To receive payment for fee-for-service claims, you may have to fill out forms and send them to your insurer. Sometimes your physician's office will do this for you. You also need to keep receipts for drugs and other medical costs. You are responsible for keeping track of your medical expenses.

There are limits as to how much an insurance company will pay for your claim if both you and your spouse file for it under two different group insurance plans. A coordination of benefit clause usually limits benefits under two plans to no more than 100 percent of the claim.

Most fee-for-service plans have an "out-of-pocket maximum," the most you will have to pay for medical bills in any one year. You reach the out-of-pocket maximum when your deductible and co-insurance total reach a certain amount. It may be as low as $1,000 or as high as $20,000. Then the insurance company pays the full amount in excess of the out-of-pocket maximum for the items your policy says it will cover. The out-of-pocket maximum does not include what you pay for your monthly premium.

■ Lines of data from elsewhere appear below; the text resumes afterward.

//! Errors returned by the session client and poster store

use eventdesk_core::{CoreError, ValidationError};
use thiserror::Error;

/// Everything that can go wrong talking to the events API or the poster store
#[derive(Debug, Error)]
pub enum ClientError {
    /// Network or transport error
    #[error("Could not reach the server: {0}")]
    Request(#[from] reqwest::Error),

    /// The session could not be recovered; the user has to log in again
    #[error("Session expired: {0}")]
    SessionExpired(String),

    /// Login was rejected
    #[error("{0}")]
    InvalidCredentials(String),

    /// Any other non-2xx status, with the server's message
    #[error("Server error {status}: {message}")]
    ServerError { status: u16, message: String },

    /// Authentication failed on an anonymous request
    #[error("Authentication failed: {0}")]
    AuthenticationFailed(String),

    /// 404, e.g. an unknown event id
    #[error("Not found: {0}")]
    NotFound(String),

    /// 400, usually a rejected payload
    #[error("Bad request: {0}")]
    BadRequest(String),

    /// 403, e.g. a wrong confirmation password
    #[error("Forbidden: {0}")]
    Forbidden(String),

    /// Body could not be encoded or decoded
    #[error("Serialization error: {0}")]
    Serialization(#[from] serde_json::Error),

    /// Input rejected before sending
    #[error("{0}")]
    Validation(#[from] ValidationError),

    /// Session storage failed
    #[error("Session storage error: {0}")]
    Session(#[from] CoreError),

    /// Object storage rejected an operation
    #[error("Storage error: {0}")]
    Storage(String),

    /// Bad client or storage settings
    #[error("Invalid configuration: {0}")]
    Configuration(String),
}

impl ClientError {
    /// Map a non-2xx status to its variant
    pub fn from_status(status: reqwest::StatusCode, message: String) -> Self {
        match status.as_u16() {
            400 => Self::BadRequest(message),
            401 => Self::AuthenticationFailed(message),
            403 => Self::Forbidden(message),
            404 => Self::NotFound(message),
            _ => Self::ServerError {
                status: status.as_u16(),
                message,
            },
        }
    }

    /// True when the caller must send the user back to login
    pub fn is_auth_expired(&self) -> bool {
        matches!(self, Self::SessionExpired(_))
    }
}

#[cfg(test)]
mod tests {
    use super::*;
    use reqwest::StatusCode;

    #[test]
    fn status_mapping() {
        assert!(matches!(
            ClientError::from_status(StatusCode::BAD_REQUEST, "x".into()),
            ClientError::BadRequest(_)
        ));
        assert!(matches!(
            ClientError::from_status(StatusCode::NOT_FOUND, "x".into()),
            ClientError::NotFound(_)
        ));
        assert!(matches!(
            ClientError::from_status(StatusCode::BAD_GATEWAY, "x".into()),
            ClientError::ServerError { status: 502, .. }
        ));
    }

    #[test]
    fn only_session_expiry_requires_login() {
        assert!(ClientError::SessionExpired("refresh rejected".into()).is_auth_expired());
        assert!(!ClientError::AuthenticationFailed("nope".into()).is_auth_expired());
        assert!(!ClientError::Validation(ValidationError::EmailRequired).is_auth_expired());
    }
}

Some services are limited or not covered at all. You need to check on preventive health care coverage such as immunizations and well-child care.

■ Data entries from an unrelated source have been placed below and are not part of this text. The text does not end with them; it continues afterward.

#[derive(Subcommand)]
pub enum Commands {
    /// Log in and keep the session for later commands
    Login {
        #[arg(long)]
        email: String,

        #[arg(long, env = "EVENTDESK_PASSWORD", hide_env_values = true)]
        password: String,
    },

    /// Register a new admin account
    Signup {
        #[arg(long)]
        email: String,

        #[arg(long)]
        name: String,

        #[arg(long, env = "EVENTDESK_PASSWORD", hide_env_values = true)]
        password: String,

        /// Defaults to the password
        #[arg(long)]
        confirm_password: Option<String>,
    },

    /// Forget the stored session
    Logout,

    /// Show the session and API settings in use
    Status,

    /// Manage events
    Events {
        #[command(subcommand)]
        command: EventCommands,
    },

    /// Manage event posters
    Poster {
        #[command(subcommand)]
        command: PosterCommands,
    },
}

#[derive(Subcommand)]
pub enum EventCommands {
    /// List events one page at a time
    List {
        #[arg(long, default_value = "1")]
        page: u32,

        #[arg(long, default_value = "5")]
        limit: u32,

        /// Match against title and location
        #[arg(long)]
        search: Option<String>,

        /// Ongoing or Completed
        #[arg(long)]
        status: Option<EventStatus>,
    },

    /// Show one event
    Show { id: EventId },

    /// Create an event
    Create {
        #[arg(long)]
        title: String,

        #[arg(long)]
        location: String,

        /// First day, YYYY-MM-DD
        #[arg(long)]
        start: NaiveDate,

        /// Last day, YYYY-MM-DD
        #[arg(long)]
        end: NaiveDate,

        #[arg(long)]
        status: Option<EventStatus>,

        /// Poster image to upload
        #[arg(long)]
        poster: Option<PathBuf>,
    },

    /// Change fields of an event
    Edit {
        id: EventId,

        #[arg(long)]
        title: Option<String>,

        #[arg(long)]
        location: Option<String>,

        #[arg(long)]
        start: Option<NaiveDate>,

        #[arg(long)]
        end: Option<NaiveDate>,

        #[arg(long)]
        status: Option<EventStatus>,

        /// Replace the poster with this image
        #[arg(long)]
        poster: Option<PathBuf>,
    },

    /// Delete an event
    Delete {
        id: EventId,

        /// Admin password, required by the API to confirm
        #[arg(long, env = "EVENTDESK_PASSWORD", hide_env_values = true)]
        password: String,
    },
}

#[derive(Subcommand)]
pub enum PosterCommands {
    /// Upload an image and print its public URL
    Upload {
        file: PathBuf,

        /// Attach the poster to this event, replacing its current one
        #[arg(long)]
        event: Option<EventId>,
    },
}

impl Commands {
    pub async fn execute(self, app: &App) -> Result<()> {
        match self {
            Commands::Login { email, password } => {
                app.client.login(&email, &password).await?;
                println!("Logged in as {}", email.trim());
                Ok(())
            }
            Commands::Signup {
                email,
                name,
                password,
                confirm_password,
            } => {
                let confirm = confirm_password.as_deref().unwrap_or(&password);
                app.client.signup(&email, &name, &password, confirm).await?;
                println!("Account created for {}. Log in to continue.", email.trim());
                Ok(())
            }
            Commands::Logout => {
                app.client.logout().await?;
                cookies::remove(&app.cookie_path())?;
                println!("Logged out");
                Ok(())
            }
            Commands::Status => show_status(app).await,
            Commands::Events { command } => command.execute(app).await,
            Commands::Poster { command } => command.execute(app).await,
        }
    }
}

impl EventCommands {
    pub async fn execute(self, app: &App) -> Result<()> {
        match self {
            EventCommands::List {
                page,
                limit,
                search,
                status,
            } => {
                let query = ListQuery {
                    page,
                    limit,
                    search,
                    status,
                };
                let result = app.client.list_events(&query).await?;

                if result.data.is_empty() {
                    println!("No events found");
                    return Ok(());
                }
                for event in &result.data {
                    println!("{}", summary_line(event));
                }
                println!(
                    "Page {} of {} ({} events)",
                    query.page.max(1),
                    result.page_count(limit).max(1),
                    result.total
                );
                Ok(())
            }
            EventCommands::Show { id } => {
                let event = app.client.get_event(id).await?;
                print_event(&event);
                Ok(())
            }
            EventCommands::Create {
                title,
                location,
                start,
                end,
                status,
                poster,
            } => {
                let mut draft = EventDraft::new(title, location, start, end);
                if let Some(status) = status {
                    draft.status = status;
                }
                // Check the form before spending an upload on it
                draft.validate()?;

                if let Some(file) = poster {
                    let (name, bytes) = read_image(&file).await?;
                    let posters = app.poster_store()?;
                    draft.poster_url = Some(posters.replace(None, &name, bytes).await?);
                }

                let event = app.client.create_event(&draft).await?;
                info!(id = event.id, "Event created");
                println!("Created event {}", event.id);
                print_event(&event);
                Ok(())
            }
            EventCommands::Edit {
                id,
                title,
                location,
                start,
                end,
                status,
                poster,
            } => {
                let mut patch = EventPatch {
                    title,
                    location,
                    start_date: start,
                    end_date: end,
                    status,
                    poster_url: None,
                };

                // A new poster replaces the live one, so reject a bad form
                // before touching storage. A poster alone is a valid edit.
                match patch.validate() {
                    Err(ValidationError::EmptyUpdate) if poster.is_some() => {}
                    result => result?,
                }

                if let Some(file) = poster {
                    let current = app.client.get_event(id).await?;
                    patch.poster_url = Some(attach_poster(app, &current, &file).await?);
                }

                let event = app.client.update_event(id, &patch).await?;
                println!("Updated event {}", event.id);
                print_event(&event);
                Ok(())
            }
            EventCommands::Delete { id, password } => {
                app.client.delete_event(id, &password).await?;
                println!("Deleted event {id}");
                Ok(())
            }
        }
    }
}

impl PosterCommands {
    pub async fn execute(self, app: &App) -> Result<()> {
        match self {
            PosterCommands::Upload { file, event: None } => {
                let (name, bytes) = read_image(&file).await?;
                let posters = app.poster_store()?;
                let url = posters.replace(None, &name, bytes).await?;
                println!("{url}");
                Ok(())
            }
            PosterCommands::Upload {
                file,
                event: Some(id),
            } => {
                let current = app.client.get_event(id).await?;
                let url = attach_poster(app, &current, &file).await?;

                let patch = EventPatch {
                    poster_url: Some(url.clone()),
                    ..EventPatch::default()
                };
                app.client.update_event(id, &patch).await?;
                println!("Poster for event {id}: {url}");
                Ok(())
            }
        }
    }
}

async fn show_status(app: &App) -> Result<()> {
    let logged_in = app.client.access_token().await?.is_some();

    println!("API:       {}", app.client.base_url());
    println!("Data dir:  {}", app.data_dir.display());
    if logged_in {
        println!("Session:   logged in");
    } else {
        println!("Session:   not logged in");
    }
    match &app.settings.storage.url {
        Some(url) => println!("Storage:   {url} (bucket {})", app.settings.storage.bucket),
        None => println!("Storage:   not configured"),
    }
    Ok(())
}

There are two kinds of fee-for-service coverage: basic and major medical. Basic protection pays toward the costs of a hospital room and care while you are in the hospital. It covers some hospital services and supplies, such as x-rays and prescribed medicine. Basic coverage also pays toward the cost of surgery, whether it is performed in or out of the hospital, and for some physician visits. Major medical insurance takes over where your basic coverage leaves off. It covers the cost of long, high-cost illnesses or injuries.

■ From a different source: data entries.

//! Access-token storage
//!
//! The session is a single slot holding the current access token. It is
//! written by login and refresh, cleared by logout, and read by every
//! outgoing request. Implementations are injected into the HTTP client so
//! that tests and embedders can choose where the token lives.

use crate::{CoreError, CoreResult};
use async_trait::async_trait;
use serde::{Deserialize, Serialize};
use std::path::{Path, PathBuf};
use std::sync::RwLock;
use tracing::debug;

#[async_trait]
pub trait SessionStore: Send + Sync {
    /// Current access token, if a session exists
    async fn get(&self) -> CoreResult<Option<String>>;

    /// Replace the current access token
    async fn set(&self, token: &str) -> CoreResult<()>;

    /// Forget the current access token
    async fn clear(&self) -> CoreResult<()>;
}

/// Process-local session slot
#[derive(Debug, Default)]
pub struct MemorySessionStore {
    token: RwLock<Option<String>>,
}

impl MemorySessionStore {
    pub fn new() -> Self {
        Self::default()
    }

    /// Store pre-populated with a token
    pub fn with_token(token: impl Into<String>) -> Self {
        Self {
            token: RwLock::new(Some(token.into())),
        }
    }
}

#[async_trait]
impl SessionStore for MemorySessionStore {
    async fn get(&self) -> CoreResult<Option<String>> {
        let token = self
            .token
            .read()
            .map_err(|_| CoreError::storage_error("session lock poisoned"))?;
        Ok(token.clone())
    }

    async fn set(&self, token: &str) -> CoreResult<()> {
        let mut slot = self
            .token
            .write()
            .map_err(|_| CoreError::storage_error("session lock poisoned"))?;
        *slot = Some(token.to_string());
        Ok(())
    }

    async fn clear(&self) -> CoreResult<()> {
        let mut slot = self
            .token
            .write()
            .map_err(|_| CoreError::storage_error("session lock poisoned"))?;
        *slot = None;
        Ok(())
    }
}

/// On-disk layout of the session file
#[derive(Debug, Serialize, Deserialize)]
struct SessionFile {
    token: String,
}

/// Session slot persisted as a small JSON document
///
/// A missing file means there is no session. Clearing removes the file.
#[derive(Debug, Clone)]
pub struct FileSessionStore {
    path: PathBuf,
}

impl FileSessionStore {
    /// Default file name inside a data directory
    pub const FILE_NAME: &'static str = "session.json";

    pub fn new(path: impl Into<PathBuf>) -> Self {
        Self { path: path.into() }
    }

    /// Store at `<data_dir>/session.json`
    pub fn in_dir(data_dir: impl AsRef<Path>) -> Self {
        Self::new(data_dir.as_ref().join(Self::FILE_NAME))
    }

    pub fn path(&self) -> &Path {
        &self.path
    }
}

#[async_trait]
impl SessionStore for FileSessionStore {
    async fn get(&self) -> CoreResult<Option<String>> {
        let content = match tokio::fs::read_to_string(&self.path).await {
            Ok(content) => content,
            Err(e) if e.kind() == std::io::ErrorKind::NotFound => return Ok(None),
            Err(e) => return Err(e.into()),
        };

        let file: SessionFile = serde_json::from_str(&content)?;
        if file.token.is_empty() {
            return Ok(None);
        }
        Ok(Some(file.token))
    }

    async fn set(&self, token: &str) -> CoreResult<()> {
        if let Some(parent) = self.path.parent() {
            tokio::fs::create_dir_all(parent).await?;
        }

        let content = serde_json::to_string_pretty(&SessionFile {
            token: token.to_string(),
        })?;
        tokio::fs::write(&self.path, content).await?;
        debug!(path = %self.path.display(), "Session saved");
        Ok(())
    }

    async fn clear(&self) -> CoreResult<()> {
        match tokio::fs::remove_file(&self.path).await {
            Ok(()) => {
                debug!(path = %self.path.display(), "Session cleared");
                Ok(())
            }
            Err(e) if e.kind() == std::io::ErrorKind::NotFound => Ok(()),
            Err(e) => Err(e.into()),
        }
    }
}

// Mock implementation for testing
#[cfg(any(test, feature = "tests"))]
pub mod mock {
    use super::*;
    use mockall::mock;

    mock! {
        pub SessionStore {}

        #[async_trait]
        impl SessionStore for SessionStore {
            async fn get(&self) -> CoreResult<Option<String>>;
            async fn set(&self, token: &str) -> CoreResult<()>;
            async fn clear(&self) -> CoreResult<()>;
        }
    }
}
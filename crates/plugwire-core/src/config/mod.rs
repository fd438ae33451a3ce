//! # Plugwire Core Configuration
//!
//! Declarative wiring of plugin registries, plugin lists and message
//! activators from a JSON, YAML or TOML file.
//!
//! ## Key Submodules:
//!
//! - **[`model`]**: [`WiringConfig`] and its definitions.
//! - **[`format`]**: [`ConfigFormat`], chosen by file extension. YAML and TOML
//!   sit behind the `yaml-config` and `toml-config` features.
//! - **[`registrar`]**: [`PluginTypeTable`], where the host declares the plugin
//!   types a file may name, and [`PluginRegistriesRegistrar`], which applies a
//!   file to an application context and a dispatcher.
//! - **[`error`]**: [`ConfigError`].
pub mod error;
pub mod format;
pub mod model;
pub mod registrar;

pub use error::ConfigError;
pub use format::ConfigFormat;
pub use model::{ActivatorDefinition, ListDefinition, RegistryDefinition, WiringConfig};
pub use registrar::{AppliedWiring, PluginRegistriesRegistrar, PluginTypeTable, registry_bean_name};

// Test module declaration
#[cfg(test)]
mod tests;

Some policies combine basic and major medical coverage into one plan. This is sometimes called a "comprehensive plan." Check your policy to make sure you have both kinds of protection.
What Is a "Customary" Fee?

Most insurance plans will pay only what they call a reasonable and customary fee for a particular service. If your physician charges $1,000 for a hernia repair while most physician's in your area charge only $600, you will be billed for the $400 difference. This is in addition to the deductible and coinsurance you would be expected to pay. To avoid this additional cost, ask your physician to accept your insurance company's payment as full payment. Or shop around to find a physician who will. Otherwise you will have to pay the rest yourself.
Questions to Ask About Fee-for-Service Insurance

* How much is the monthly premium? What will your total cost be each year? There are individual rates and family rates.
* What does the policy cover? Does it cover prescription drugs, out-of-hospital care, or home care? Are there limits on the amount or the number of days the company will pay for these services? The best plans cover a broad range of services.
* Are you currently being treated for a medical condition that may not be covered under your new plan? Are there limitations or a waiting period involved in the coverage?
* What is the deductible? Often, you can lower your monthly Washington health insurance premium by buying a policy with a higher yearly deductible amount.
* What is the coinsurance rate? What percent of your bills for allowable services will you have to pay?
* What is the maximum you would pay out of pocket per year? How much would it cost you directly before the insurance company would pay everything else?
* Is there a lifetime maximum cap the insurer will pay? The cap is an amount after which the insurance company won't pay anymore. This is important to know if you or someone in your family has an illness that requires expensive treatments.